While mindless conduct is not always met with gratification, short attention spans in this high-octane, fast-paced, ever-changing society in which we live are. The way I see it is that men oftentimes take a more relaxed, considerate pace to their work, while women are constantly tackling new goals, with little thought or value as to what is being accomplished. Of course, I am generalizing, which has much to do with sexism, and the way all of us perceive the opposite, or even possibly, our own sex. The largely platonic way we view the opposite sex relates to those around us, and the media that time and time again ensures the reinforcement of gender-specific stereotypes. Take a divorced woman with two children and a dead-end job, working for slightly more than minimum wage. If that woman’s husband served as the primary breadwinner, earning a great deal more than the woman, without a doubt, after bearing that divorce she must be bitter or prejudice towards men even though her children may be both male – understanding all men, indiscriminately, as “pigs”.

One must assume that in all forms of media, there is at least one sector of the audience that cannot see through the fictitious qualities of maybe a joke, a story, or even a stand-up comedian’s portrayal of a racial stereotype. By that account, our society is impacted indirectly; people form slight prejudices or even build connotations towards men, women, Asians, Europeans, Africans, North Americans, South Americans, what ever. If you were speaking through a phone to a man or woman you have never encountered in person, with little indication through your accent or the way you form sentences, and said “I am half Czech, and half Italian” (which in my case, I am), people are inevitably going to go down a path of assumptions. He or she may ask, “Do you by any chance, have a relative named Nicky?”, in which case, I would reply with a resounding, “Yes”.

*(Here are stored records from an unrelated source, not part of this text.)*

//! Index build orchestration
//!
//! Drives the offline pipeline: chunk every document, embed every chunk,
//! and persist the chunk store and vector list under the index directory.

use crate::{ChunkConfig, Chunker, IndexError};
use scribe_domain::Document;
use scribe_store::{EmbeddingModel, JsonlChunkStore, VectorIndex, CHUNKS_FILE, VECTORS_FILE};
use std::path::Path;
use tracing::{debug, info};

/// Summary of one index build
#[derive(Debug, Clone, Copy, PartialEq, Eq)]
pub struct BuildReport {
    /// Documents consumed
    pub documents: usize,

    /// Chunks produced and embedded
    pub chunks: usize,
}

/// Builds the retrieval index from parsed documents
pub struct IndexBuilder<E: EmbeddingModel> {
    embedder: E,
    chunker: Chunker,
}

impl<E: EmbeddingModel> IndexBuilder<E> {
    /// Create a builder with the given embedding model and chunk config
    pub fn new(embedder: E, config: ChunkConfig) -> Result<Self, IndexError> {
        config.validate().map_err(IndexError::Config)?;
        Ok(Self {
            embedder,
            chunker: Chunker::new(config),
        })
    }

    /// Chunk and embed the corpus, returning in-memory stores
    ///
    /// Chunk ordinals in the vector index line up with positions in the
    /// chunk store.
    pub fn build(
        &self,
        documents: &[Document],
    ) -> Result<(JsonlChunkStore, VectorIndex), IndexError> {
        let mut chunks = Vec::new();
        for doc in documents {
            let doc_chunks = self.chunker.chunk_document(doc)?;
            debug!(doc_id = %doc.doc_id, count = doc_chunks.len(), "chunked document");
            chunks.extend(doc_chunks);
        }

        if chunks.is_empty() {
            return Err(IndexError::EmptyCorpus);
        }

        info!(
            documents = documents.len(),
            chunks = chunks.len(),
            "chunking complete, embedding"
        );

        let mut index = VectorIndex::new(self.embedder.dimension());
        for chunk in &chunks {
            let vector = self
                .embedder
                .embed(&chunk.text)
                .map_err(|e| IndexError::Embedding(e.to_string()))?;
            index
                .add(&vector)
                .map_err(|e| IndexError::Embedding(e.to_string()))?;
        }

        Ok((JsonlChunkStore::from_chunks(chunks), index))
    }

    /// Build and persist both artifacts under `index_dir`
    pub fn build_and_persist(
        &self,
        documents: &[Document],
        index_dir: &Path,
    ) -> Result<BuildReport, IndexError> {
        let (store, index) = self.build(documents)?;

        std::fs::create_dir_all(index_dir).map_err(scribe_store::StoreError::Io)?;
        store.save(index_dir.join(CHUNKS_FILE))?;
        index.save(index_dir.join(VECTORS_FILE))?;

        info!(
            index_dir = %index_dir.display(),
            chunks = store.len(),
            "index artifacts written"
        );

        Ok(BuildReport {
            documents: documents.len(),
            chunks: store.len(),
        })
    }
}

#[cfg(test)]
mod tests {
    use super::*;
    use scribe_domain::DocType;
    use scribe_store::HashEmbeddingModel;
    use std::collections::BTreeMap;

    fn corpus() -> Vec<Document> {
        let mut meta = BTreeMap::new();
        meta.insert("status".to_string(), "approved".to_string());

        vec![
            Document::new(
                "STD-02",
                DocType::Std,
                "STD-02: Retry and Timeout Policy",
                meta.clone(),
                "All calls must set explicit timeouts.\n\nRetries use exponential backoff.",
                "corpus/standards/STD-02.md",
            ),
            Document::new(
                "RBK-07",
                DocType::Rbk,
                "RBK-07: Token Validation Outage",
                meta,
                "Check the token signing keys first.",
                "corpus/runbooks/RBK-07.md",
            ),
        ]
    }

    #[test]
    fn test_build_aligns_store_and_index() {
        let builder =
            IndexBuilder::new(HashEmbeddingModel::new(64), ChunkConfig::default()).unwrap();
        let (store, index) = builder.build(&corpus()).unwrap();

        assert_eq!(store.len(), index.len());
        assert!(store.chunks().iter().any(|c| c.doc_id == "STD-02"));
        assert!(store.chunks().iter().any(|c| c.doc_id == "RBK-07"));
    }

    #[test]
    fn test_empty_corpus_is_an_error() {
        let builder =
            IndexBuilder::new(HashEmbeddingModel::new(64), ChunkConfig::default()).unwrap();
        assert!(matches!(builder.build(&[]), Err(IndexError::EmptyCorpus)));
    }

    #[test]
    fn test_missing_title_fails_the_build() {
        let mut docs = corpus();
        docs[0].title = String::new();

        let builder =
            IndexBuilder::new(HashEmbeddingModel::new(64), ChunkConfig::default()).unwrap();
        assert!(matches!(
            builder.build(&docs),
            Err(IndexError::MissingTitle { .. })
        ));
    }

    #[test]
    fn test_persist_writes_both_artifacts() {
        let dir = tempfile::tempdir().unwrap();
        let builder =
            IndexBuilder::new(HashEmbeddingModel::new(64), ChunkConfig::default()).unwrap();
        let report = builder.build_and_persist(&corpus(), dir.path()).unwrap();

        assert_eq!(report.documents, 2);
        assert!(report.chunks >= 2);
        assert!(dir.path().join(CHUNKS_FILE).exists());
        assert!(dir.path().join(VECTORS_FILE).exists());
    }

    #[test]
    fn test_invalid_config_rejected() {
        let config = ChunkConfig {
            max_chars: 0,
            ..ChunkConfig::default()
        };
        assert!(matches!(
            IndexBuilder::new(HashEmbeddingModel::new(64), config),
            Err(IndexError::Config(_))
        ));
    }
}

So all in all, let me go out with a bang: all prejudices, stereotypes, personifications, discriminations, aversions, partialities, examples of racism, revulsions, abhorrence, or cases in which we may witness sexism, feminism, or even masculinism for that matter are all shaped by our past experiences, both the good and bad, and are not justified positions in which we may slouch in, merely to seek acceptance or a sound state of mind. We must acknowledge and respect the views of others, and to not rely on these preconceived notions that supposedly may bear any evidence or value in life – all people are distinctly unique regardless of class, race, and age, and we must be profoundly comfortable with that thought.